Topping the families list of safety equipment improvements:
– Mandatory helmets, complete with visors, for pilots;
– Immersion suits for flight crews that meet the same standard for hypothermia protection as suits designed for helicopter passengers;
– Spray hoods on flight suits to help prevent drowning;
Pilot Matthew Davis and co-pilot Timothy Lanouette were among the 17 people who died March 12, 2009, when their helicopter plunged into the Atlantic Ocean.
It sank shortly afterward in 178 metres of water.
Prior to the crash, the Transportation Safety Board advisory estimated about 10 per cent of Cougar Helicopters pilots routinely wore helmets during flights.
It said a majority of pilots cited discomfort as the reason for not wearing them.
In addition, very few pilots had fully considered that partial incapacitation due to a head or face injury could compromise their ability to help their passengers after an accident, said the advisory.

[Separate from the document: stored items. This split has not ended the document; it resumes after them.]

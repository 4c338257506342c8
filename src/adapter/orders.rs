//! Order submission and live order retrieval.

use rust_decimal::prelude::ToPrimitive;
use rust_decimal::Decimal;
use tracing::{debug, info, warn};

use crate::api::{BrokerApi, ConId, LiveOrder, OrderRequest, PlaceOrderReply};
use crate::error::{AdapterError, ApiError, Result};
use crate::models::{Order, OrderSide, OrderStatus, OrderType, TimeInForce};

use super::contracts::ContractMap;
use super::IbkrAdapter;

impl<B: BrokerApi> IbkrAdapter<B> {
    /// Submit an order by ticker and return the broker's order id.
    ///
    /// The gateway only resolves unambiguous stock tickers; use
    /// [`execute_contract_order`](Self::execute_contract_order) for anything
    /// else. Runs under `AdapterConfig::place_order`, which defaults to a
    /// single attempt.
    pub async fn execute_order(&self, account_id: &str, order: &Order) -> Result<String> {
        self.submit_order(account_id, order, None).await
    }

    /// Submit an order with the contract id looked up from `contracts`.
    pub async fn execute_contract_order(
        &self,
        account_id: &str,
        order: &Order,
        contracts: &ContractMap,
    ) -> Result<String> {
        let con_id = contracts
            .con_id(&order.security)
            .ok_or_else(|| AdapterError::UnknownSymbol(order.security.clone()))?;

        self.submit_order(account_id, order, Some(con_id)).await
    }

    async fn submit_order(
        &self,
        account_id: &str,
        order: &Order,
        con_id: Option<ConId>,
    ) -> Result<String> {
        let request = to_order_request(account_id, order, con_id)?;

        let replies = self
            .call(self.config.place_order, "place order", || {
                self.broker.place_order(account_id, &request)
            })
            .await?;

        let order_id = acknowledged_order_id(replies)?;

        info!(
            account_id,
            order_id = %order_id,
            security = %order.security,
            con_id,
            side = %order.side,
            amount = %order.amount,
            "Order submitted"
        );

        Ok(order_id)
    }

    /// Live orders for the session, with normalized statuses.
    pub async fn get_orders(&self) -> Result<Vec<Order>> {
        let response = self
            .call(self.config.live_orders, "live orders", || {
                self.broker.get_live_orders()
            })
            .await?;

        let total = response.orders.len();
        let orders: Vec<Order> = response
            .orders
            .into_iter()
            .filter_map(from_live_order)
            .collect();

        debug!(total, translated = orders.len(), "Fetched live orders");
        Ok(orders)
    }
}

/// Build the broker submission for a domain order.
///
/// The broker takes the quantity as a JSON number, so the amount goes
/// through `f64`; digits beyond its precision are lost.
pub fn to_order_request(
    account_id: &str,
    order: &Order,
    con_id: Option<ConId>,
) -> Result<OrderRequest> {
    if order.amount <= Decimal::ZERO {
        return Err(AdapterError::InvalidQuantity(order.amount));
    }
    let quantity = order
        .amount
        .to_f64()
        .filter(|q| q.is_finite())
        .ok_or(AdapterError::InvalidQuantity(order.amount))?;

    Ok(OrderRequest {
        acct_id: account_id.to_string(),
        conid: con_id,
        ticker: order.security.clone(),
        order_type: order.order_type.as_str().to_string(),
        side: order.side.as_str().to_string(),
        tif: order.time_in_force.as_str().to_string(),
        quantity,
    })
}

/// First order id in the submission reply. Replies without one are
/// confirmation prompts and fail with their messages.
pub fn acknowledged_order_id(replies: Vec<PlaceOrderReply>) -> Result<String> {
    let mut messages = Vec::new();

    for reply in replies {
        if let Some(id) = reply.order_id {
            return Ok(id);
        }
        messages.extend(reply.message);
    }

    Err(ApiError::OrderNotAcknowledged { messages }.into())
}

/// Translate a live order. The amount is the original size
/// (remaining + filled), not what is left to fill.
///
/// Returns `None` for records whose side cannot be read.
pub fn from_live_order(o: LiveOrder) -> Option<Order> {
    let side = match o.side.parse::<OrderSide>() {
        Ok(side) => side,
        Err(_) => {
            warn!(order_id = o.order_id, side = %o.side, "Unknown order side, skipping");
            return None;
        }
    };

    Some(Order {
        side,
        security: o.ticker,
        order_type: OrderType(o.order_type),
        amount: o.remaining_quantity + o.filled_quantity,
        time_in_force: TimeInForce(o.time_in_force),
        status: Some(OrderStatus::from_broker(&o.status)),
        id: Some(o.order_id.to_string()),
    })
}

In May 2009, Cougar implemented a cost-sharing program to increase helmet usage by pilots.
The operator stated that approximately 50 per cent of their pilots have participated thus far and they anticipate 75 per cent participation, said the advisory.
Transport Canada encouraged helmet use in an aviation safety newsletter this year – and it priced the cost of a well-equipped helmet at more than $3,000.
Helicopters are the primary means of shuttling offshore workers to oilfield platforms and rigs.
While the Canada-Newfoundland and Labrador Offshore Petroleum Board regulates the province’s oil industry, it has no jurisdiction over helicopter transportation.
Transport Canada licenses and certifies the helicopters, pilots, maintenance engineers and dispatch systems used in the province s offshore oil industry.
Unlike immersion suits for passengers, there is no Canadian standard for the suits worn by pilots flying offshore. The standard for passenger suits is under review.
J.J. Gerber, Cougar’s director of flight operations, told the inquiry in June that company pilots wear the same immersion suits worn by pilots in the Norwegian oil and gas industry.
Gerber said flight crew suits have a lower thermal protection than those worn by passengers, and are rated for six hours in the water.
He also told the inquiry that pilots, who average eight to 10 flights per week, wear the less bulky suits because it gives them more mobility and keeps the more alert.